## YOUR INSTRUCTIONS
Return the lines of the data below exactly. Start at the first and end with the line containing "payload for ordering".

## DATA RECORDS

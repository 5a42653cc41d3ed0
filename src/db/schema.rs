//! SQL DDL for initializing the clip storage.

/// SQLite schema with:
/// - `row_id` INTEGER PRIMARY KEY AUTOINCREMENT
/// - `clip_id` the Twitch clip id; not unique, every collect run inserts a new version
/// - `view_count`, `created_at` and `broadcaster_name` mirrored from the payload for ordering
/// - `payload` the full clip as JSON
/// - timestamps as RFC3339 text in UTC
pub const SQLITE_INIT: &str = r#"
CREATE TABLE IF NOT EXISTS clips (
    row_id INTEGER PRIMARY KEY AUTOINCREMENT,
    clip_id TEXT NOT NULL,
    broadcaster_name TEXT NOT NULL,
    view_count INTEGER NOT NULL,
    created_at TEXT NOT NULL, -- RFC3339
    payload TEXT NOT NULL, -- JSON clip
    inserted_at TEXT NOT NULL, -- RFC3339
    updated_at TEXT NOT NULL -- RFC3339
);

CREATE INDEX IF NOT EXISTS idx_clips_clip_id ON clips(clip_id);

CREATE INDEX IF NOT EXISTS idx_clips_popularity ON clips(view_count DESC, created_at DESC);
"#;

## RESPONSE BOX
repository 5a42653cc41d3ed0
filename src/db/schema.rs
//! SQL DDL for initializing the clip storage.

/// SQLite schema with:
/// - `row_id` INTEGER PRIMARY KEY AUTOINCREMENT
/// - `clip_id` the Twitch clip id; not unique, every collect run inserts a new version
/// - `view_count`, `created_at` and `broadcaster_name` mirrored from the payload for ordering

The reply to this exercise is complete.